Probability of two distinct events happening at the same time, or one of them occuring

Question

I'm starting my studies into probability and I'm struggling a bit to comprehend the following problem:

Having:

• Event A, an event that occurs in 2022, that has a chance of 60% of happening
• Event B, a distinct event that occurs in 2023
• If event A does not happen, then B has a change of 10% of occurring

How would you go about to calculate the probability of at least one event happening and of both events happening?

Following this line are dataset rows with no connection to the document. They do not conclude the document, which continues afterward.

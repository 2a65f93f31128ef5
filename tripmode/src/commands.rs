//! Subcommand implementations

use std::io::{self, BufRead, Write};
use std::thread;

use clap::ValueEnum;
use thiserror::Error;
use tracing::{debug, info, trace, warn};
use tripmode_core::monitor::ButtonMonitor;
use tripmode_core::sequencer::{build_clusters, PressCluster};
use tripmode_core::traits::{Clock, FrameSink, FrameSource};
use tripmode_core::{CarState, ControllerConfig, DriveLoop, DriveMode, Event, LoopError, Tick};
use tripmode_protocol::{decode, press_frame, Signal};

use crate::clock::MonotonicClock;
use crate::config::ConfigError;
use crate::stream::{CandumpSink, CandumpSource, StreamError};

/// Where the controller's time comes from
#[derive(Debug, Clone, Copy, PartialEq, Eq, Default, ValueEnum)]
pub enum ClockSource {
    /// Timestamps of the input log
    #[default]
    Capture,
    /// Wall time since start
    Monotonic,
}

/// Presses requested with the `press` subcommand
#[derive(Debug, Clone, Copy, PartialEq, Eq)]
pub enum PressRequest {
    /// Open the menu and step to this mode
    Mode(DriveMode),
    /// Press the button this many times
    Count(u32),
}

/// Fatal errors, mapped to the process exit code
#[derive(Debug, Error)]
pub enum AppError {
    #[error(transparent)]
    Config(#[from] ConfigError),

    #[error("cannot open {path}: {source}")]
    Open { path: String, source: io::Error },

    #[error("cannot write output: {0}")]
    Output(#[from] io::Error),

    #[error("frame source failed: {0}")]
    Source(#[source] StreamError),

    #[error("frame sink failed: {0}")]
    Sink(#[source] StreamError),
}

impl AppError {
    /// Process exit code for this error
    pub fn exit_code(&self) -> u8 {
        match self {
            AppError::Config(_) => 2,
            _ => 1,
        }
    }
}

impl From<LoopError<StreamError, StreamError>> for AppError {
    fn from(e: LoopError<StreamError, StreamError>) -> Self {
        match e {
            LoopError::Source(e) => AppError::Source(e),
            LoopError::Sink(e) => AppError::Sink(e),
        }
    }
}

/// Totals for one `run` session
#[derive(Debug, Clone, PartialEq, Eq, Default)]
pub struct RunSummary {
    /// Frames received
    pub frames: usize,
    /// Mode switches scheduled
    pub switches: usize,
    /// Switch requests ignored during the cooldown
    pub suppressed: usize,
    /// Zero speed samples dropped
    pub discarded: usize,
    /// Switches dropped because the press queue was full
    pub dropped: usize,
    /// Button frames written
    pub frames_sent: usize,
    /// Malformed input lines skipped
    pub skipped_lines: usize,
    /// Mode at the end of the session
    pub final_mode: DriveMode,
    /// Clusters still queued when the input ended
    pub unsent_clusters: usize,
}

impl RunSummary {
    /// Report the totals at the end of a session
    fn log(&self) {
        if self.unsent_clusters > 0 {
            warn!(
                clusters = self.unsent_clusters,
                "Input ended with presses still queued"
            );
        }
        info!(
            frames = self.frames,
            switches = self.switches,
            suppressed = self.suppressed,
            discarded = self.discarded,
            dropped = self.dropped,
            frames_sent = self.frames_sent,
            skipped_lines = self.skipped_lines,
            mode = %self.final_mode,
            "Input closed"
        );
    }

    fn record(&mut self, tick: &Tick, state: &CarState) {
        self.frames += 1;
        self.frames_sent += tick.sent;

        match tick.event {
            Some(Event::SwitchScheduled {
                mode,
                presses,
                speed,
            }) => {
                self.switches += 1;
                info!(%mode, presses, speed, "Switching drive mode");
            }
            Some(Event::SwitchSuppressed { mode }) => {
                self.suppressed += 1;
                debug!(%mode, "Mode switch held back by cooldown");
            }
            Some(Event::SampleDiscarded { speed }) => {
                self.discarded += 1;
                debug!(speed, "Ignoring zero speed sample");
            }
            Some(Event::QueueFull { mode }) => {
                self.dropped += 1;
                warn!(%mode, "Press queue full, mode switch dropped");
            }
            None => {}
        }

        if tick.sent > 0 {
            debug!(
                frames = tick.sent,
                pending = state.pending_clusters(),
                "Sent button press"
            );
        }

        if let Some(Signal::Speed(speed)) = tick.signal {
            trace!(speed, mode = %state.mode(), "Speed sample");
        }
    }
}

/// Run the controller over a candump stream
///
/// Button presses are written to `output` as candump lines.
pub fn run<R: BufRead, W: Write>(
    input: R,
    output: W,
    config: ControllerConfig,
    clock: ClockSource,
) -> Result<RunSummary, AppError> {
    let source = CandumpSource::open(input).map_err(AppError::Source)?;

    match clock {
        ClockSource::Capture => {
            let clock = source.capture_clock();
            drive(source, CandumpSink::new(output, clock.clone()), clock, config)
        }
        ClockSource::Monotonic => {
            let clock = MonotonicClock::new();
            drive(source, CandumpSink::new(output, clock), clock, config)
        }
    }
}

fn drive<R: BufRead, W: Write, C: Clock>(
    source: CandumpSource<R>,
    sink: CandumpSink<W, C>,
    clock: C,
    config: ControllerConfig,
) -> Result<RunSummary, AppError> {
    info!(
        threshold = config.speed_threshold,
        bus = config.bus,
        debug = config.debug,
        "Starting drive loop"
    );

    let mut summary = RunSummary::default();
    let mut drive = DriveLoop::new(source, sink, clock, config);
    drive.run(|tick, state| summary.record(tick, state))?;

    summary.final_mode = drive.state().mode();
    summary.unsent_clusters = drive.state().pending_clusters();

    let (source, _, _) = drive.into_parts();
    summary.skipped_lines = source.skipped();

    summary.log();
    Ok(summary)
}

/// Send button presses straight to `output`
///
/// One cluster per press, spaced by the press cooldown. Returns the number of
/// presses sent.
pub fn press<W: Write>(
    output: W,
    config: ControllerConfig,
    request: PressRequest,
) -> Result<usize, AppError> {
    let clusters: Vec<PressCluster> = match request {
        PressRequest::Mode(mode) => build_clusters(mode, config.bus).into_iter().collect(),
        PressRequest::Count(count) => (0..count)
            .map(|_| PressCluster::new(press_frame(config.bus)))
            .collect(),
    };

    let mut sink = CandumpSink::new(output, MonotonicClock::new());
    for (i, cluster) in clusters.iter().enumerate() {
        if i > 0 {
            thread::sleep(config.press_cooldown());
        }
        sink.send_batch(cluster.frames()).map_err(AppError::Sink)?;
        info!(press = i + 1, total = clusters.len(), bus = config.bus, "Sent press");
    }

    Ok(clusters.len())
}

/// Print speed and button state per frame, then the press count
///
/// Returns the number of completed presses.
pub fn monitor<R: BufRead, W: Write>(input: R, mut output: W) -> Result<u32, AppError> {
    let mut source = CandumpSource::open(input).map_err(AppError::Source)?;
    let mut button = ButtonMonitor::new();
    let mut speed = 0.0_f32;

    while let Some(frame) = source.receive().map_err(AppError::Source)? {
        match decode(&frame) {
            Some(Signal::Speed(s)) => speed = s,
            Some(Signal::Button(pressed)) => {
                if button.observe(pressed) {
                    debug!(count = button.press_count(), "Button released");
                }
            }
            None => continue,
        }

        writeln!(
            output,
            "speed {:03} button {}",
            speed as i32,
            u8::from(button.is_pressed())
        )?;
    }

    writeln!(output, "press count: {}", button.press_count())?;
    output.flush()?;
    Ok(button.press_count())
}

#[cfg(test)]
mod tests {
    use super::*;
    use std::fmt::Write as _;
    use std::io::Cursor;

    fn speed_line(out: &mut String, ms: u64, speed: u16) {
        let _ = writeln!(
            out,
            "({}.{:06}) can0 3E9#{:04X}",
            ms / 1_000,
            (ms % 1_000) * 1_000,
            speed * 100
        );
    }

    /// Slow start, then highway speed once the startup cooldown is over
    fn highway_log() -> String {
        let mut log = String::from("# capture\n");
        for i in 0..=650 {
            let ms = 1_000_000 + i * 100;
            speed_line(&mut log, ms, if ms < 1_061_000 { 20 } else { 80 });
        }
        log
    }

    #[test]
    fn test_run_capture_switches_to_hold() {
        let mut out = Vec::new();
        let summary = run(
            Cursor::new(highway_log()),
            &mut out,
            ControllerConfig::default(),
            ClockSource::Capture,
        )
        .unwrap();

        assert_eq!(summary.frames, 651);
        assert_eq!(summary.switches, 1);
        assert_eq!(summary.final_mode, DriveMode::Hold);
        assert_eq!(summary.unsent_clusters, 0);
        assert_eq!(summary.frames_sent, 200);

        let out = String::from_utf8(out).unwrap();
        assert_eq!(out.lines().count(), 200);
        assert!(out.lines().all(|l| l.ends_with("can0 1E1#00000000800000")));
        // First cluster goes out with the frame that crossed the threshold
        assert!(out.starts_with("(1061.000000) can0 1E1#"));
    }

    #[test]
    fn test_run_counts_dropouts_and_garbage() {
        let mut log = String::new();
        speed_line(&mut log, 0, 90);
        log.push_str("(0.050000) can0 garbage\n");
        log.push_str("(0.100000) can0 3E9#0000\n");

        let mut out = Vec::new();
        let summary = run(
            Cursor::new(log),
            &mut out,
            ControllerConfig::default(),
            ClockSource::Capture,
        )
        .unwrap();

        // Still inside the startup cooldown: no switch, but the dropout is seen
        assert_eq!(summary.frames, 2);
        assert_eq!(summary.suppressed, 1);
        assert_eq!(summary.discarded, 1);
        assert_eq!(summary.skipped_lines, 1);
        assert!(out.is_empty());
    }

    #[test]
    fn test_run_debug_toggles_once_per_cooldown() {
        let mut log = String::new();
        for i in 0..5 {
            speed_line(&mut log, i * 100, 30);
        }

        let mut out = Vec::new();
        let summary = run(
            Cursor::new(log),
            &mut out,
            ControllerConfig::debug_preset(),
            ClockSource::Capture,
        )
        .unwrap();

        // The session starts at the first frame, so the second one switches;
        // the 30 s cooldown holds back the rest
        assert_eq!(summary.switches, 1);
        assert_eq!(summary.suppressed, 4);
        assert_eq!(summary.final_mode, DriveMode::Hold);
        assert_eq!(summary.frames_sent, 50);
        assert!(String::from_utf8(out).unwrap().starts_with("(0.100000) can0 1E1#"));
    }

    #[test]
    fn test_run_monotonic_clock() {
        let mut log = String::new();
        for i in 0..5 {
            speed_line(&mut log, i * 100, 90);
        }

        let summary = run(
            Cursor::new(log),
            io::sink(),
            ControllerConfig::default(),
            ClockSource::Monotonic,
        )
        .unwrap();

        // Wall time has not reached the startup cooldown
        assert_eq!(summary.frames, 5);
        assert_eq!(summary.switches, 0);
        assert_eq!(summary.final_mode, DriveMode::Normal);
    }

    #[test]
    fn test_monitor_counts_releases() {
        let log = "\
(0.0) can0 3E9#1770
(0.1) can0 1E1#0000000080000000
(0.2) can0 1E1#0000000080000000
(0.3) can0 1E1#0000000000000000
(0.4) can0 123#00
(0.5) can0 1E1#0000000080000000
(0.6) can0 1E1#0000000000000000
";
        let mut out = Vec::new();
        assert_eq!(monitor(Cursor::new(log), &mut out).unwrap(), 2);

        let out = String::from_utf8(out).unwrap();
        let lines: Vec<&str> = out.lines().collect();
        assert_eq!(lines.len(), 7);
        assert_eq!(lines[0], "speed 060 button 0");
        assert_eq!(lines[1], "speed 060 button 1");
        assert_eq!(lines[3], "speed 060 button 0");
        assert_eq!(lines[6], "press count: 2");
    }

    fn quick_presses() -> ControllerConfig {
        ControllerConfig {
            press_cooldown_ms: 1,
            ..ControllerConfig::default()
        }
    }

    #[test]
    fn test_press_selects_mode() {
        let mut out = Vec::new();
        let request = PressRequest::Mode(DriveMode::Mountain);
        assert_eq!(press(&mut out, quick_presses(), request).unwrap(), 3);

        let out = String::from_utf8(out).unwrap();
        assert_eq!(out.lines().count(), 3 * 50);
        assert!(out.lines().all(|l| l.ends_with(" can0 1E1#00000000800000")));
    }

    #[test]
    fn test_press_count_on_bus() {
        let config = ControllerConfig {
            bus: 1,
            ..quick_presses()
        };
        let mut out = Vec::new();
        assert_eq!(press(&mut out, config, PressRequest::Count(2)).unwrap(), 2);

        let out = String::from_utf8(out).unwrap();
        assert_eq!(out.lines().count(), 100);
        assert!(out.lines().all(|l| l.ends_with(" can1 1E1#00000000800000")));
    }

    #[test]
    fn test_exit_codes() {
        let config = AppError::Config(ConfigError::ZeroPressCooldown);
        assert_eq!(config.exit_code(), 2);

        let io = AppError::Output(io::Error::other("closed"));
        assert_eq!(io.exit_code(), 1);
    }
}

My guts are telling me to see Bayes theorem, but I feel difficulty of using it in this problem.

Thanks in advance for the help.

Answer 1

Bayes theorem is used in this . Let us denote P(A) as probability of event in 2022 , and P(B) of event occuring in 2023 . Now the probability of happening of B when A has not happened is given by

P(B/A') , where A' denotes compliment of A, and
P(B/A')=(P(AUB)-P(A))/P(A') ...(1)

Also P(B/A')= 10% or 0.1 , and P(A)=60% or 0.6 , therefore P(A')= 0.4 . After putting these values in (1) , we get P(AUB)=0.64 , which is the probability of atleast one of the events happening . You can go in similar form to find the other part of the answer .

Answer 2

How would you go about to calculate the probability of at least one event happening and of both events happening?

$\underline{\text{Question 1:}}$

Alternative approach.

Desired probability is $1 - $ probability of neither event happening.

You are given that $p(\neg A) = (0.4)$.

You are given that $p(\neg B | \neg A) = [1 - 0.1] = (0.9).$

Therefore, $p[(\neg A)(\neg B)] = p(\neg A) \times p(\neg B | \neg A) = (0.4) \times (0.9) = (0.36).$

Therefore, the desired probability is $1 - (0.36) = (0.64).$

$\underline{\text{Question 2:}}$

This question can not be solved, because it requires you to know either the overall probability of B happening, or the probability of B happening, given that event A does occur. Both pieces of information are missing from the query. As an illustration of this conclusion, consider the following two contradictory assumptions, each of which is consistent with the information given in the query:

Assumption-1
$p(B|A) = 1.0.$ That is, it is assumed that it is certain that if event A occurs, then event B will also occur.

Then the desired probability of both events occuring is simply $p(A) = 0.6.$

Assumption-2
$p(B|A) = 0.$ That is, it is assumed that it is certain that if event A occurs, then event B will not also occur.

Then the desired probability of both events occuring must be $0$.